== ENTRIES PROVIDED ==

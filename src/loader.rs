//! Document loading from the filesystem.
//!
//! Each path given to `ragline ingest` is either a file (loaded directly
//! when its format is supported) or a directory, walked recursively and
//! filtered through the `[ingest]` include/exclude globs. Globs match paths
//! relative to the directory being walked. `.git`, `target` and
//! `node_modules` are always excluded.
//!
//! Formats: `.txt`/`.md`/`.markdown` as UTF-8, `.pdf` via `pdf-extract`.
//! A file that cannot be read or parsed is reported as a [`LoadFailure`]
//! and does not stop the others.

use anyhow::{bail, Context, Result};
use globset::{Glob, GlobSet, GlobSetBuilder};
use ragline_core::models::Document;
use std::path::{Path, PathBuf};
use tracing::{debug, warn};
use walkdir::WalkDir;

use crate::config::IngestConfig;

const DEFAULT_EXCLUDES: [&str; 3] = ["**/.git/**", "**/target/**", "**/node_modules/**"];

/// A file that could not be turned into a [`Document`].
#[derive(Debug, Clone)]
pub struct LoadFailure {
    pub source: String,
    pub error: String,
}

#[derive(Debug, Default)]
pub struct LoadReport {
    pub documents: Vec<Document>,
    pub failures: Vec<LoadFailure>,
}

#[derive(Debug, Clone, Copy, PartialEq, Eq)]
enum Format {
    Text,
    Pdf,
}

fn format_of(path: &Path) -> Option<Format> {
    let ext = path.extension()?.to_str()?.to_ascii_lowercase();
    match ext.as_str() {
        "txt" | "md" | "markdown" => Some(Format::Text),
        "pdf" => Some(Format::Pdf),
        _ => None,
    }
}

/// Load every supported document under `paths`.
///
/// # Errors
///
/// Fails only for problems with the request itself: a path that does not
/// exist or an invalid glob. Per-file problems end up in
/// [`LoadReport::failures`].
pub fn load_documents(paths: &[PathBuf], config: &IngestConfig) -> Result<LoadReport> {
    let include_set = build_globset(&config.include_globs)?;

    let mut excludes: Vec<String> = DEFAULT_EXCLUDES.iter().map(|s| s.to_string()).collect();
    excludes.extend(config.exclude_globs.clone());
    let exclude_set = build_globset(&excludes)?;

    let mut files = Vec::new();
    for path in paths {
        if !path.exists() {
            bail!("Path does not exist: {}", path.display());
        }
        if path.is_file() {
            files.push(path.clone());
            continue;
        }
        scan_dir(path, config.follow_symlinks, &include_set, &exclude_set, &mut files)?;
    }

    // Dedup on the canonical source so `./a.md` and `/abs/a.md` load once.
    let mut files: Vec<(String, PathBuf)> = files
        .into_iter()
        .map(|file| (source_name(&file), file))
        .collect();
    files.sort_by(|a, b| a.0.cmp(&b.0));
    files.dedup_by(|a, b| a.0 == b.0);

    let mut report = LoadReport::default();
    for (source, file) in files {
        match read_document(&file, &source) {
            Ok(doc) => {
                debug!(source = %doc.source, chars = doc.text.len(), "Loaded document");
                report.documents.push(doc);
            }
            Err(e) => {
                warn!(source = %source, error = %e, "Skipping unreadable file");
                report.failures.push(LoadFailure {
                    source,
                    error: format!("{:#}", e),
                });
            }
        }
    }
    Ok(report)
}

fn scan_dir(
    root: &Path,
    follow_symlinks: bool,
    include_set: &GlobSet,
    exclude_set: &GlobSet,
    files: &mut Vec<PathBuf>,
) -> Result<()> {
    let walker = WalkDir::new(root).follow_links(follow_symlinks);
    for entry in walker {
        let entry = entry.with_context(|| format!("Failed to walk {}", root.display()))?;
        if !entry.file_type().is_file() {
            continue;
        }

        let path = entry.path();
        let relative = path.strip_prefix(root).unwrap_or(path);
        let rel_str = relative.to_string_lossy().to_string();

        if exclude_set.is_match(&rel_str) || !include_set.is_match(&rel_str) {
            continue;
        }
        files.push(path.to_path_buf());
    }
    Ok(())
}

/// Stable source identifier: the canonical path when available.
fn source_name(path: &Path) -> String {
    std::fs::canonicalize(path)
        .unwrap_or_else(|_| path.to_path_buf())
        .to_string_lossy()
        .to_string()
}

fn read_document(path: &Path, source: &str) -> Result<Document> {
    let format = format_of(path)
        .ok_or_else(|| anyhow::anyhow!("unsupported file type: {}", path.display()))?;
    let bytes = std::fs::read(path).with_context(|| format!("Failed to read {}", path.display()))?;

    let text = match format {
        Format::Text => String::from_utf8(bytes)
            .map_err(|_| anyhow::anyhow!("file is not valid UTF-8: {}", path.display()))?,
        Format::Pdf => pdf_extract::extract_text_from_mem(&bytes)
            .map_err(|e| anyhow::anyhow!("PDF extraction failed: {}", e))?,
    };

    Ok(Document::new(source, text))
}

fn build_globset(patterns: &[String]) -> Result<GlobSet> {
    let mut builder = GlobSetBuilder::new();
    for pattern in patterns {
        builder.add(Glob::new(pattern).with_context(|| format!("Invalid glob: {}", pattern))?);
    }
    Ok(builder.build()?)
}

===

◆ PROBLEM:
Among the entries above, copy exactly only the lines starting with the one containing "for path in" and going through the one containing "let relative = path.strip_prefix(root).unwrap_or(path);", both ends included.

◆ THE ANSWER:
    for path in paths {
        if !path.exists() {
            bail!("Path does not exist: {}", path.display());
        }
        if path.is_file() {
            files.push(path.clone());
            continue;
        }
        scan_dir(path, config.follow_symlinks, &include_set, &exclude_set, &mut files)?;
    }

    // Dedup on the canonical source so `./a.md` and `/abs/a.md` load once.
    let mut files: Vec<(String, PathBuf)> = files
        .into_iter()
        .map(|file| (source_name(&file), file))
        .collect();
    files.sort_by(|a, b| a.0.cmp(&b.0));
    files.dedup_by(|a, b| a.0 == b.0);

    let mut report = LoadReport::default();
    for (source, file) in files {
        match read_document(&file, &source) {
            Ok(doc) => {
                debug!(source = %doc.source, chars = doc.text.len(), "Loaded document");
                report.documents.push(doc);
            }
            Err(e) => {
                warn!(source = %source, error = %e, "Skipping unreadable file");
                report.failures.push(LoadFailure {
                    source,
                    error: format!("{:#}", e),
                });
            }
        }
    }
    Ok(report)
}

fn scan_dir(
    root: &Path,
    follow_symlinks: bool,
    include_set: &GlobSet,
    exclude_set: &GlobSet,
    files: &mut Vec<PathBuf>,
) -> Result<()> {
    let walker = WalkDir::new(root).follow_links(follow_symlinks);
    for entry in walker {
        let entry = entry.with_context(|| format!("Failed to walk {}", root.display()))?;
        if !entry.file_type().is_file() {
            continue;
        }

        let path = entry.path();
        let relative = path.strip_prefix(root).unwrap_or(path);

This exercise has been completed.